The strategy of mass middle-naming was hatched by supporters of Barack Obama - mostly young people, communicating on the Internet - who have ceremoniously taken his middle name, Hussein, to deflect efforts by those inaccurately linking the senator to the Muslim faith.

"We are all Hussein," wrote blogger Jeff Strabone.

Perhaps if John McCain selects Louisiana Governor Bobby Jindal as his running mate, young Republicans will take up the cry "We are all Piyush." Jindal, the first Indian-American governor, retains the legal name Piyush, even though he calls himself "Bobby" after the youngest son on "The Brady Bunch" TV sitcom.

What if New York City Mayor Michael Bloomberg joins McCain's ticket? Will supporters start using his middle name, Rubens, to quash speculation that the mayor caters to deli lobbyists?

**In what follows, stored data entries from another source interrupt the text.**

use anyhow::{bail, Context, Result};
use std::process::Stdio;
use std::sync::Arc;
use tokio::io::AsyncWriteExt;
use tokio::process::{Child, ChildStdin, Command};
use tokio::sync::{mpsc, Mutex};

use super::{Editor, Event, EventDecoder, Segment, Surface};
use crate::config::EditorConfig;

const EVENT_CHANNEL_CAPACITY: usize = 32;

/// Talks to a running acme through the plan9port `9p` command.
#[derive(Debug, Clone)]
pub struct AcmeEditor {
    program: String,
    service: String,
}

impl AcmeEditor {
    pub fn new(program: impl Into<String>, service: impl Into<String>) -> Self {
        Self {
            program: program.into(),
            service: service.into(),
        }
    }

    pub fn from_config(config: &EditorConfig) -> Self {
        Self::new(config.program.clone(), config.service.clone())
    }

    fn path(&self, file: &str) -> String {
        format!("{}/{}", self.service, file)
    }

    /// Whether the acme file server answers at all.
    pub async fn is_running(&self) -> bool {
        Command::new(&self.program)
            .args(["ls", &self.service])
            .stdout(Stdio::null())
            .stderr(Stdio::null())
            .status()
            .await
            .map(|s| s.success())
            .unwrap_or(false)
    }

    async fn read_file(&self, file: &str) -> Result<String> {
        let path = self.path(file);
        let output = Command::new(&self.program)
            .args(["read", &path])
            .output()
            .await
            .with_context(|| format!("Failed to run {} read {}", self.program, path))?;

        if !output.status.success() {
            bail!(
                "{} read {} failed: {}",
                self.program,
                path,
                String::from_utf8_lossy(&output.stderr).trim()
            );
        }

        Ok(String::from_utf8_lossy(&output.stdout).to_string())
    }

    async fn write_file(&self, file: &str, data: &str) -> Result<()> {
        let path = self.path(file);
        let mut child = Command::new(&self.program)
            .args(["write", &path])
            .stdin(Stdio::piped())
            .stdout(Stdio::null())
            .stderr(Stdio::piped())
            .spawn()
            .with_context(|| format!("Failed to run {} write {}", self.program, path))?;

        if let Some(mut stdin) = child.stdin.take() {
            stdin
                .write_all(data.as_bytes())
                .await
                .with_context(|| format!("Failed to write {}", path))?;
        }

        let output = child.wait_with_output().await?;
        if !output.status.success() {
            bail!(
                "{} write {} failed: {}",
                self.program,
                path,
                String::from_utf8_lossy(&output.stderr).trim()
            );
        }
        Ok(())
    }

    /// A `9p write` that stays open; every write to its stdin becomes one
    /// write on the file.
    fn spawn_writer(&self, file: &str) -> Result<(Child, ChildStdin)> {
        let path = self.path(file);
        let mut child = Command::new(&self.program)
            .args(["write", &path])
            .stdin(Stdio::piped())
            .stdout(Stdio::null())
            .stderr(Stdio::null())
            .kill_on_drop(true)
            .spawn()
            .with_context(|| format!("Failed to open {} for writing", path))?;
        let stdin = child
            .stdin
            .take()
            .with_context(|| format!("No stdin for writer of {}", path))?;
        Ok((child, stdin))
    }

    fn spawn_reader(&self, file: &str) -> Result<Child> {
        let path = self.path(file);
        Command::new(&self.program)
            .args(["read", &path])
            .stdin(Stdio::null())
            .stdout(Stdio::piped())
            .stderr(Stdio::null())
            .kill_on_drop(true)
            .spawn()
            .with_context(|| format!("Failed to open {} for reading", path))
    }
}

#[async_trait::async_trait]
impl Editor for AcmeEditor {
    async fn new_surface(&self) -> Result<Arc<dyn Surface>> {
        let ctl = self.read_file("new/ctl").await?;
        let id = parse_window_id(&ctl)?;
        tracing::debug!("acme window {} created", id);
        Ok(Arc::new(AcmeSurface::open(self.clone(), id)?))
    }
}

/// One acme window.
///
/// acme resets a window's address whenever the last open of its `addr` file
/// goes away, so a writer on `addr` is held for the window's lifetime. The
/// event file is likewise held open for reading and for writing.
pub struct AcmeSurface {
    editor: AcmeEditor,
    id: u32,
    addr: Mutex<ChildStdin>,
    event_out: Mutex<ChildStdin>,
    event_reader: std::sync::Mutex<Option<Child>>,
    _addr_holder: Child,
    _event_writer: Child,
}

impl AcmeSurface {
    pub fn open(editor: AcmeEditor, id: u32) -> Result<Self> {
        let (addr_holder, addr) = editor.spawn_writer(&format!("{}/addr", id))?;
        let event_reader = editor.spawn_reader(&format!("{}/event", id))?;
        let (event_writer, event_out) = editor.spawn_writer(&format!("{}/event", id))?;
        Ok(Self {
            editor,
            id,
            addr: Mutex::new(addr),
            event_out: Mutex::new(event_out),
            event_reader: std::sync::Mutex::new(Some(event_reader)),
            _addr_holder: addr_holder,
            _event_writer: event_writer,
        })
    }

    fn file(&self, name: &str) -> String {
        format!("{}/{}", self.id, name)
    }
}

#[async_trait::async_trait]
impl Surface for AcmeSurface {
    async fn set_name(&self, name: &str) -> Result<()> {
        self.ctl(&format!("name {}", name)).await
    }

    async fn set_addr(&self, addr: &str) -> Result<()> {
        // Each address must arrive as its own write, so callers never set two
        // addresses back to back without touching data in between.
        let mut stdin = self.addr.lock().await;
        stdin
            .write_all(addr.as_bytes())
            .await
            .with_context(|| format!("Failed to set address {:?} on window {}", addr, self.id))?;
        stdin.flush().await?;
        Ok(())
    }

    async fn read(&self, segment: Segment) -> Result<String> {
        let name = match segment {
            Segment::Body => "body",
            Segment::Tag => "tag",
            Segment::Data => "xdata",
        };
        self.editor.read_file(&self.file(name)).await
    }

    async fn write(&self, segment: Segment, text: &str) -> Result<()> {
        let name = match segment {
            Segment::Body => "body",
            Segment::Tag => "tag",
            Segment::Data => "data",
        };
        // `9p write` never sends a zero-length write, which is what acme
        // needs to delete the addressed text.
        let text = if text.is_empty() && segment == Segment::Data {
            "\n"
        } else {
            text
        };
        self.editor.write_file(&self.file(name), text).await
    }

    async fn ctl(&self, directive: &str) -> Result<()> {
        self.editor
            .write_file(&self.file("ctl"), &format!("{}\n", directive))
            .await
    }

    async fn events(&self) -> Result<mpsc::Receiver<Event>> {
        let mut child = self
            .event_reader
            .lock()
            .map_err(|_| anyhow::anyhow!("event reader lock poisoned"))?
            .take()
            .with_context(|| format!("Events of window {} already taken", self.id))?;
        let stdout = child
            .stdout
            .take()
            .with_context(|| format!("No event output for window {}", self.id))?;

        let (tx, rx) = mpsc::channel(EVENT_CHANNEL_CAPACITY);
        let id = self.id;
        tokio::spawn(async move {
            let mut decoder = EventDecoder::new(stdout);
            loop {
                match decoder.next_event().await {
                    Ok(Some(event)) => {
                        if tx.send(event).await.is_err() {
                            break;
                        }
                    }
                    Ok(None) => break,
                    Err(e) => {
                        tracing::warn!("window {} event stream: {}", id, e);
                        break;
                    }
                }
            }
            let _ = child.kill().await;
            tracing::debug!("window {} event stream closed", id);
        });

        Ok(rx)
    }

    async fn write_event(&self, event: &Event) -> Result<()> {
        let mut stdin = self.event_out.lock().await;
        stdin
            .write_all(event.to_write_back().as_bytes())
            .await
            .with_context(|| format!("Failed to write event back to window {}", self.id))?;
        stdin.flush().await?;
        Ok(())
    }
}

/// The first field of a `ctl` reply is the window id.
fn parse_window_id(ctl: &str) -> Result<u32> {
    ctl.split_whitespace()
        .next()
        .and_then(|s| s.parse().ok())
        .with_context(|| format!("Unexpected ctl reply {:?}", ctl))
}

Is it possible that John Kerry lost his bid for the White House in 2004 due to rumors about his middle name, Forbes? Voters may have mistakenly linked Kerry to the Forbes Magazine marketing slogan, "Capitalist Tool."

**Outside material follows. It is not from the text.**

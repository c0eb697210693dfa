mod headers;
mod issue;

pub use headers::{Headers, IssueBody};
pub use issue::{Comment, Issue, IssueDraft, IssueSummary, IssueUpdate, Transition};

Obviously the Founding Fathers recognized the peril of presidential middle names, which is why none of the first five U.S. presidents - from George Washington to James Monroe - had one. The trouble only began when John Quincy Adams, president number six, required some sort of extra moniker to distinguish him from his father, John Adams.

Over the years voter preferences shifted, and since 1909, with the election of William Howard Taft, Americans have refused to accept any president without a middle name.

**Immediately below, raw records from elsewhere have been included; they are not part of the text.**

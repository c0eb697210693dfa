use std::sync::Arc;

use anyhow::{Context, Result};
use tracing::{debug, info};

use super::render::issue_table;
use super::{IssueView, Session, Window, WindowAction};
use crate::models::{Headers, IssueBody, IssueDraft};
use crate::tracker::TrackerError;

pub const MINE_TAG: &str = " Get New Search ";
pub const ISSUE_TAG: &str = " Get Put New Search ";
pub const NEW_ISSUE_TAG: &str = " Get Put ";

/// Tag of a freshly loaded issue window: the fixed commands, then one word
/// per legal transition.
pub fn issue_tag(labels: &[String]) -> String {
    if labels.is_empty() {
        ISSUE_TAG.to_string()
    } else {
        format!("{}| {} ", ISSUE_TAG, labels.join(" "))
    }
}

/// Fills the `my-issues` window from a JQL query.
pub struct RefreshMine {
    query: String,
}

impl RefreshMine {
    pub fn new(query: impl Into<String>) -> Self {
        Self {
            query: query.into(),
        }
    }
}

#[async_trait::async_trait]
impl WindowAction for RefreshMine {
    async fn run(&self, session: &Arc<Session>, window: &Window) -> Result<()> {
        let issues = session.tracker().search(&self.query).await?;
        debug!("{}: {} issues", window.title(), issues.len());
        window.replace_body(&issue_table(&issues)).await
    }
}

/// Reloads an issue window and rebuilds its command table.
pub struct RefreshIssue;

#[async_trait::async_trait]
impl WindowAction for RefreshIssue {
    async fn run(&self, session: &Arc<Session>, window: &Window) -> Result<()> {
        let issue = session.tracker().issue(window.title()).await?;

        let mut view = IssueView {
            status: issue.status.clone(),
            headers: Headers::from_issue(&issue),
            ..Default::default()
        };
        let mut labels = Vec::with_capacity(issue.transitions.len());
        for transition in &issue.transitions {
            let label = transition.command_label();
            view.commands.insert(label.clone(), transition.id.clone());
            labels.push(label);
        }

        window.replace_body(&IssueBody::render(&issue)).await?;
        window.set_tag(&issue_tag(&labels)).await?;
        window.set_issue_view(view);
        Ok(())
    }
}

/// Pushes header edits and the typed comment of an issue window.
pub struct CommitIssue;

#[async_trait::async_trait]
impl WindowAction for CommitIssue {
    async fn run(&self, session: &Arc<Session>, window: &Window) -> Result<()> {
        let key = window.title();
        let view = window
            .issue_view()
            .with_context(|| format!("{} is not an issue window", key))?;
        if view.headers == Headers::default() {
            anyhow::bail!("{} has not been loaded yet, run Get first", key);
        }

        let body = window.body().await?;
        let update = view.headers.changes(&Headers::parse(&body));
        let comment = IssueBody::comment(&body);

        if update.is_empty() && comment.is_empty() {
            debug!("{}: nothing to put", key);
            return Ok(());
        }
        if !update.is_empty() {
            debug!("{}: updating {:?}", key, update);
            session.tracker().update(key, &update).await?;
        }
        if !comment.is_empty() {
            session.tracker().add_comment(key, &comment).await?;
        }
        Ok(())
    }
}

/// Puts the blank creation form back.
pub struct ResetDraft;

#[async_trait::async_trait]
impl WindowAction for ResetDraft {
    async fn run(&self, _session: &Arc<Session>, window: &Window) -> Result<()> {
        window.replace_body(&IssueDraft::template()).await
    }
}

/// Creates an issue from the form and opens it.
pub struct SubmitDraft;

#[async_trait::async_trait]
impl WindowAction for SubmitDraft {
    async fn run(&self, session: &Arc<Session>, window: &Window) -> Result<()> {
        let draft = IssueDraft::parse(&window.body().await?);
        if !session.projects().contains_project(&draft.project) {
            return Err(TrackerError::Invalid(format!(
                "unknown project {:?}",
                draft.project
            ))
            .into());
        }
        if draft.summary.is_empty() {
            return Err(TrackerError::Invalid("summary is empty".to_string()).into());
        }

        let key = session.tracker().create(&draft).await?;
        info!("created {}", key);
        session.look(&key).await;
        Ok(())
    }
}

#[cfg(test)]
mod tests {
    use super::*;
    use crate::session::Behavior;
    use crate::testing::{self, MockSurface, MockTracker};

    fn issue_window(surface: &Arc<MockSurface>) -> Window {
        Window::new(
            "PROJ-1",
            surface.clone(),
            Behavior::issue()
                .with_refresh(Arc::new(RefreshIssue))
                .with_commit(Arc::new(CommitIssue)),
        )
    }

    #[test]
    fn issue_tag_lists_transitions_after_bar() {
        assert_eq!(issue_tag(&[]), " Get Put New Search ");
        assert_eq!(
            issue_tag(&["Start-Progress".to_string(), "Resolve".to_string()]),
            " Get Put New Search | Start-Progress Resolve "
        );
    }

    #[tokio::test]
    async fn refresh_issue_renders_body_tag_and_commands() {
        let tracker = MockTracker::new().with_issue(testing::issue("PROJ-1"));
        let t = testing::session(tracker).await;
        let surface = Arc::new(MockSurface::new());
        let window = issue_window(&surface);

        window.refresh(&t.session).await.unwrap();

        assert!(surface.body().starts_with("Summary: Fix the build\n"));
        assert!(surface.body().contains("Reported by Ann on "));
        assert_eq!(surface.tag(), " Get Put New Search | Start-Progress Resolve ");
        assert_eq!(window.transition_for("Start-Progress").as_deref(), Some("21"));
        assert_eq!(window.transition_for("Resolve").as_deref(), Some("31"));
        assert_eq!(window.issue_view().unwrap().status, "Open");
        assert!(!surface.is_dirty());
    }

    #[tokio::test]
    async fn refresh_issue_failure_leaves_window_unchanged() {
        let t = testing::session(MockTracker::new()).await;
        let surface = Arc::new(MockSurface::new());
        surface.set_body("keep me");
        let window = issue_window(&surface);

        assert!(window.refresh(&t.session).await.is_err());
        assert_eq!(surface.body(), "keep me");
        assert!(window.issue_view().unwrap().commands.is_empty());
    }

    #[tokio::test]
    async fn commit_unchanged_issue_calls_nothing() {
        let tracker = MockTracker::new().with_issue(testing::issue("PROJ-1"));
        let t = testing::session(tracker).await;
        let surface = Arc::new(MockSurface::new());
        let window = issue_window(&surface);
        window.refresh(&t.session).await.unwrap();

        window.commit(&t.session).await.unwrap();
        assert_eq!(t.tracker.calls(), vec!["projects", "issue PROJ-1"]);
    }

    #[tokio::test]
    async fn commit_pushes_edited_headers_and_comment() {
        let tracker = MockTracker::new().with_issue(testing::issue("PROJ-1"));
        let t = testing::session(tracker).await;
        let surface = Arc::new(MockSurface::new());
        let window = issue_window(&surface);
        window.refresh(&t.session).await.unwrap();

        let edited = surface
            .body()
            .replacen("Summary: Fix the build", "Summary: Fix the release build", 1)
            .replacen("Assignee: Bob", "Assignee: ", 1)
            .replacen("\n\n\nReported by", "\n\nlooks good\n\nReported by", 1);
        surface.set_body(&edited);

        window.commit(&t.session).await.unwrap();

        assert_eq!(
            t.tracker.calls(),
            vec!["projects", "issue PROJ-1", "update PROJ-1", "comment PROJ-1"]
        );
        let update = t.tracker.last_update().unwrap();
        assert_eq!(update.summary.as_deref(), Some("Fix the release build"));
        assert_eq!(update.assignee.as_deref(), Some(""), "blank assignee unassigns");
        assert_eq!(t.tracker.comments(), vec!["looks good\n".to_string()]);
    }

    #[tokio::test]
    async fn commit_before_first_load_is_refused() {
        let t = testing::session(MockTracker::new()).await;
        let surface = Arc::new(MockSurface::new());
        let window = issue_window(&surface);
        assert!(window.commit(&t.session).await.is_err());
        assert_eq!(t.tracker.calls(), vec!["projects"]);
    }

    #[tokio::test]
    async fn refresh_mine_lists_search_results() {
        let tracker = MockTracker::new().with_search(testing::two_summaries());
        let t = testing::session(tracker).await;
        let surface = Arc::new(MockSurface::new());
        let window = Window::new(
            "my-issues",
            surface.clone(),
            Behavior::plain().with_refresh(Arc::new(RefreshMine::new("assignee = me"))),
        );

        window.refresh(&t.session).await.unwrap();
        assert_eq!(surface.body().lines().count(), 2);
        assert_eq!(t.tracker.searches(), vec!["assignee = me".to_string()]);
    }

    #[tokio::test]
    async fn submit_draft_validates_before_creating() {
        let t = testing::session(MockTracker::new()).await;
        let surface = Arc::new(MockSurface::new());
        let window = Window::new("+New", surface.clone(), Behavior::plain());

        surface.set_body("Project: XYZ\nType: Bug\nSummary: crash\n\n");
        let err = SubmitDraft.run(&t.session, &window).await.unwrap_err();
        assert!(err.to_string().contains("unknown project"));

        surface.set_body("Project: PROJ\nType: Bug\nSummary: \n\n");
        let err = SubmitDraft.run(&t.session, &window).await.unwrap_err();
        assert!(err.to_string().contains("summary is empty"));

        assert_eq!(t.tracker.calls(), vec!["projects"], "nothing is created");
    }

    #[tokio::test]
    async fn submit_draft_creates_and_opens_issue() {
        let tracker = MockTracker::new()
            .with_created("PROJ-7")
            .with_issue(testing::issue("PROJ-7"));
        let t = testing::session(tracker).await;
        let surface = Arc::new(MockSurface::new());
        let window = Window::new("+New", surface.clone(), Behavior::plain());
        surface.set_body("Project: PROJ\nType: Bug\nSummary: crash on start\n\nsteps\n");

        SubmitDraft.run(&t.session, &window).await.unwrap();

        let created = t.tracker.last_draft().unwrap();
        assert_eq!(created.project, "PROJ");
        assert_eq!(created.issue_type, "Bug");
        assert_eq!(created.summary, "crash on start");
        assert_eq!(created.description, "steps");
        assert!(t.session.registry().find("PROJ-7").is_some());
        assert_eq!(t.tracker.calls(), vec!["projects", "create", "issue PROJ-7"]);
    }

    #[tokio::test]
    async fn reset_draft_writes_template() {
        let t = testing::session(MockTracker::new()).await;
        let surface = Arc::new(MockSurface::new());
        surface.set_body("Project: PROJ\n");
        let window = Window::new("+New", surface.clone(), Behavior::plain());
        ResetDraft.run(&t.session, &window).await.unwrap();
        assert_eq!(surface.body(), IssueDraft::template());
    }
}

Perhaps left-wing bloggers will come up with something scandalous about John McCain's middle name, forcing his supporters to all start calling themselves Sidney. Regardless, the McCain Campaign would be wise to study the cases of earlier presidents who had the middle initial "S."

Hiram Ulysses Grant, the 18th president, didn't have an S in his name until he attended West Point and came to enjoy the ring of "U.S. Grant." His buddies took to calling him "Sam," and the "S" in his name stuck. It may not be too late for John McCain to adopt a "U" name. He could pick, say, Usamah, from the Arabic, so that as John Usamah Sidney McCain, he'd be forever known as U.S. McCain.

Then there was Harry S Truman, the 33rd chief executive, whose parents were so conflicted about whether their son required a middle name in order to grow up to become president that they settled on only the initial "S" - but no actual name to go with it. That approach would fail miserably today. E-mail campaigns would certainly run wild, claiming that the candidate's name was really Harry Saddam Truman.

Google indicates there are currently 31.4 million entries for the name Hussein, and 44.5 million for the name Sidney. So, although we aren't quite all Hussein - or, as the case may be, all Sidney - it does seem that many people are, indeed, working on it.

© Peter Funt. This column first appeared in The Monterey Herald.